Gavin Victor, Columnist

It is my belief that nothing is ever an unequivocally “bad” thing. If we look closely enough, we can find, in anything, at least a sliver of good. COVID-19 is both a tragedy and a divine reminder of human values and the need for transformation in the way we operate as humans on a global scale.

I aim not to argue that the tragedy does not exist, or even that the tragedy is less important than the positivity of the situation. Our current societal focus is almost exclusively on the “bad.” Not only is the good more pleasant to focus on, but it is also equally (if not more) useful.

It’s no stretch to say that our media runs on fear — fear having a direct correlation to construing events as “bad.” Scary sells. The brain releases adrenaline more readily at danger than at hope, and choosing to click on an article comes down almost exclusively to how much adrenaline it causes us to produce. Production follows market demand — what sells is what is produced. Fear drives the mechanism behind which our society is informed — a terrifying prospect.

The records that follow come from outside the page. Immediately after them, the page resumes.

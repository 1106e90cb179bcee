//! Blocks: the unit of row data exchanged with the server
//!
//! A block is an ordered list of named, typed columns of equal length. Data,
//! Totals, Extremes, Log and ProfileEvents packets all carry one. An insert
//! is framed as one block of rows followed by an empty block.
//!
//! # Wire Format
//!
//! ```text
//! [block info]     1 [u8 is_overflows] 2 [i32 bucket_num] 0
//! [uvarint]        column count
//! [uvarint]        row count
//! per column:
//!   [string]       name
//!   [string]       type name
//!   [u8]           custom serialization flag (revision >= 54454)
//!   [bytes]        column data
//! ```

use std::fmt;

use bytes::{BufMut, BytesMut};

use crate::column::{Column, new_column};
use crate::wire::{get_bool, get_i32, get_string, get_u8, get_uvarint, put_bool, put_string, put_uvarint};
use crate::{ColumnType, ProtocolError, Result, Value, revision};

/// Block-level metadata carried ahead of the columns
#[derive(Debug, Clone, Copy, PartialEq, Eq)]
pub struct BlockInfo {
    pub is_overflows: bool,
    pub bucket_num: i32,
}

impl Default for BlockInfo {
    fn default() -> Self {
        Self {
            is_overflows: false,
            bucket_num: -1,
        }
    }
}

impl BlockInfo {
    fn encode(&self, buf: &mut BytesMut) {
        put_uvarint(buf, 1);
        put_bool(buf, self.is_overflows);
        put_uvarint(buf, 2);
        buf.put_i32_le(self.bucket_num);
        put_uvarint(buf, 0);
    }

    fn decode(buf: &mut &[u8]) -> Result<Self> {
        let mut info = Self::default();
        loop {
            match get_uvarint(buf)? {
                0 => return Ok(info),
                1 => info.is_overflows = get_bool(buf)?,
                2 => info.bucket_num = get_i32(buf)?,
                field => {
                    return Err(ProtocolError::Unsupported(format!(
                        "block info field {field}"
                    )));
                }
            }
        }
    }
}

/// Ordered set of named columns
#[derive(Default)]
pub struct Block {
    pub info: BlockInfo,
    names: Vec<String>,
    columns: Vec<Box<dyn Column>>,
}

impl fmt::Debug for Block {
    fn fmt(&self, f: &mut fmt::Formatter<'_>) -> fmt::Result {
        f.debug_struct("Block")
            .field("columns", &self.names)
            .field("rows", &self.rows())
            .finish()
    }
}

impl Block {
    /// Create an empty block without columns
    pub fn new() -> Self {
        Self::default()
    }

    /// Add an empty column
    pub fn add_column(&mut self, name: impl Into<String>, ty: ColumnType) {
        self.names.push(name.into());
        self.columns.push(new_column(&ty));
    }

    /// Same columns, zero rows
    pub fn empty_like(&self) -> Self {
        Self {
            info: BlockInfo::default(),
            names: self.names.clone(),
            columns: self.columns.iter().map(|c| c.clone_empty()).collect(),
        }
    }

    /// Number of columns
    #[inline]
    pub fn columns(&self) -> usize {
        self.columns.len()
    }

    /// Number of rows (length of the first column)
    #[inline]
    pub fn rows(&self) -> usize {
        self.columns.first().map_or(0, |c| c.rows())
    }

    #[inline]
    pub fn is_empty(&self) -> bool {
        self.rows() == 0
    }

    /// Column names in wire order
    pub fn names(&self) -> &[String] {
        &self.names
    }

    pub fn column(&self, index: usize) -> Option<&dyn Column> {
        self.columns.get(index).map(|c| c.as_ref())
    }

    pub fn column_mut(&mut self, index: usize) -> Option<&mut dyn Column> {
        let column = self.columns.get_mut(index)?;
        Some(column.as_mut())
    }

    /// Column by name
    pub fn column_by_name(&self, name: &str) -> Option<&dyn Column> {
        let index = self.names.iter().position(|n| n == name)?;
        self.column(index)
    }

    /// Read back one row across all columns
    pub fn row(&self, index: usize) -> Option<Vec<Value>> {
        self.columns.iter().map(|c| c.row(index)).collect()
    }

    /// Append one value per column
    ///
    /// # Errors
    ///
    /// - `ColumnCountMismatch` if `values` does not match the column count;
    ///   nothing is appended.
    /// - `TypeMismatch` if a value does not fit its column; columns already
    ///   appended in this call are truncated back, so every column keeps the
    ///   same length.
    pub fn append_row(&mut self, values: Vec<Value>) -> Result<()> {
        if values.len() != self.columns.len() {
            return Err(ProtocolError::ColumnCountMismatch {
                expected: self.columns.len(),
                actual: values.len(),
            });
        }

        let rows = self.rows();
        for (i, value) in values.into_iter().enumerate() {
            if let Err(e) = self.columns[i].append(value) {
                for column in &mut self.columns[..i] {
                    column.truncate(rows);
                }
                return Err(e.in_column(&self.names[i]));
            }
        }
        Ok(())
    }

    /// Append a single value to one column
    ///
    /// Only the target column grows; keeping columns the same length is the
    /// caller's job.
    pub fn append_column(&mut self, index: usize, value: Value) -> Result<()> {
        let columns = self.columns.len();
        let column = self
            .columns
            .get_mut(index)
            .ok_or(ProtocolError::InvalidColumnIndex { index, columns })?;
        column
            .append(value)
            .map_err(|e| e.in_column(&self.names[index]))
    }

    /// Check that every column holds the same number of rows
    ///
    /// Direct column appends can leave a block ragged; such a block must not
    /// reach the wire.
    pub fn validate(&self) -> Result<()> {
        let expected = self.rows();
        for (name, column) in self.names.iter().zip(&self.columns) {
            if column.rows() != expected {
                return Err(ProtocolError::ColumnLengthMismatch {
                    column: name.clone(),
                    rows: column.rows(),
                    expected,
                });
            }
        }
        Ok(())
    }

    /// Drop all rows, keeping the columns
    pub fn reset(&mut self) {
        for column in &mut self.columns {
            column.truncate(0);
        }
    }

    /// Serialize the block body (no packet code, no table name)
    pub fn encode(&self, buf: &mut BytesMut, revision: u64) {
        self.info.encode(buf);
        put_uvarint(buf, self.columns.len() as u64);
        put_uvarint(buf, self.rows() as u64);
        for (name, column) in self.names.iter().zip(&self.columns) {
            put_string(buf, name);
            put_string(buf, &column.column_type().to_string());
            if revision >= revision::CUSTOM_SERIALIZATION {
                buf.put_u8(0);
            }
            column.encode(buf);
        }
    }

    /// Deserialize a block body
    pub fn decode(buf: &mut &[u8], revision: u64) -> Result<Self> {
        let info = BlockInfo::decode(buf)?;
        let columns = get_uvarint(buf)? as usize;
        let rows = get_uvarint(buf)? as usize;

        let mut block = Self {
            info,
            names: Vec::with_capacity(columns.min(1024)),
            columns: Vec::with_capacity(columns.min(1024)),
        };
        for _ in 0..columns {
            let name = get_string(buf)?;
            let ty = ColumnType::parse(&get_string(buf)?)?;
            if revision >= revision::CUSTOM_SERIALIZATION && get_u8(buf)? != 0 {
                return Err(ProtocolError::Unsupported(format!(
                    "custom serialization for column '{name}'"
                )));
            }
            let mut column = new_column(&ty);
            if rows > 0 {
                column.decode(buf, rows)?;
            }
            block.names.push(name);
            block.columns.push(column);
        }
        Ok(block)
    }
}

#[cfg(test)]
#[path = "block_test.rs"]
mod block_test;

Such an information system is fundamentally inaccurate and breeds an absolutely toxic form of interaction with the world. We can interpret our current situation in a way that shows us an empowering understanding of the pandemic, centered on “good” rather than “bad.” Of course, we should acknowledge the very real necessity of some of the points that fear-based media touches on. Yes, social distancing is vitally important, but beyond a certain point, reading about death and viral spread does little more than make us miserable.

In the grand scheme of human life, what we have is a rather gentle reminder that what we are doing is not sustainable. COVID-19 pushes against what Christopher Ryan calls in his book “Civilized to Death” the “narrative of perpetual progress.” The earth is letting us know that the way we live has consequences. This reminder should not be seen as a tragedy — it should instead be a call of empowerment to move away from the toxic aspects of human life. 

When I venture outside, I see people riding bikes, walking with dogs and family, enjoying fresh air. Never have my local walking paths been so full. If we take stock of what people do during a crisis, we see a massive reduction in people doing frivolous trivialities. Instead, we see them doing what is meaningful. 

What we have is a situation that can provide a special type of context. We are already taking a step back, and we should use this perspective to observe ourselves. Let this pandemic be a reminder that all humans are fighting the same fight — to live healthy, positive lives. Let it remind us that our daily lives are, in some ways, comfortable beyond imagination, and in other ways, more disconnected than we could ever realize in normal life. I never thought I’d be as excited as I am to see fresh bananas on my kitchen counter.

As we are compelled to change our way of life, let it prompt us to take stock of what we really care about. We find ourselves at the brink of issues far worse than COVID-19. We have gotten our warning and our test run. We find ourselves, as we watch the world spin a little slower, asking these questions: What do I miss? What do I value? How can I shift my life, even after this “storm” passes? How can we not only prevent something like this from happening again, but lead a life more in accordance with what we really find to be meaningful?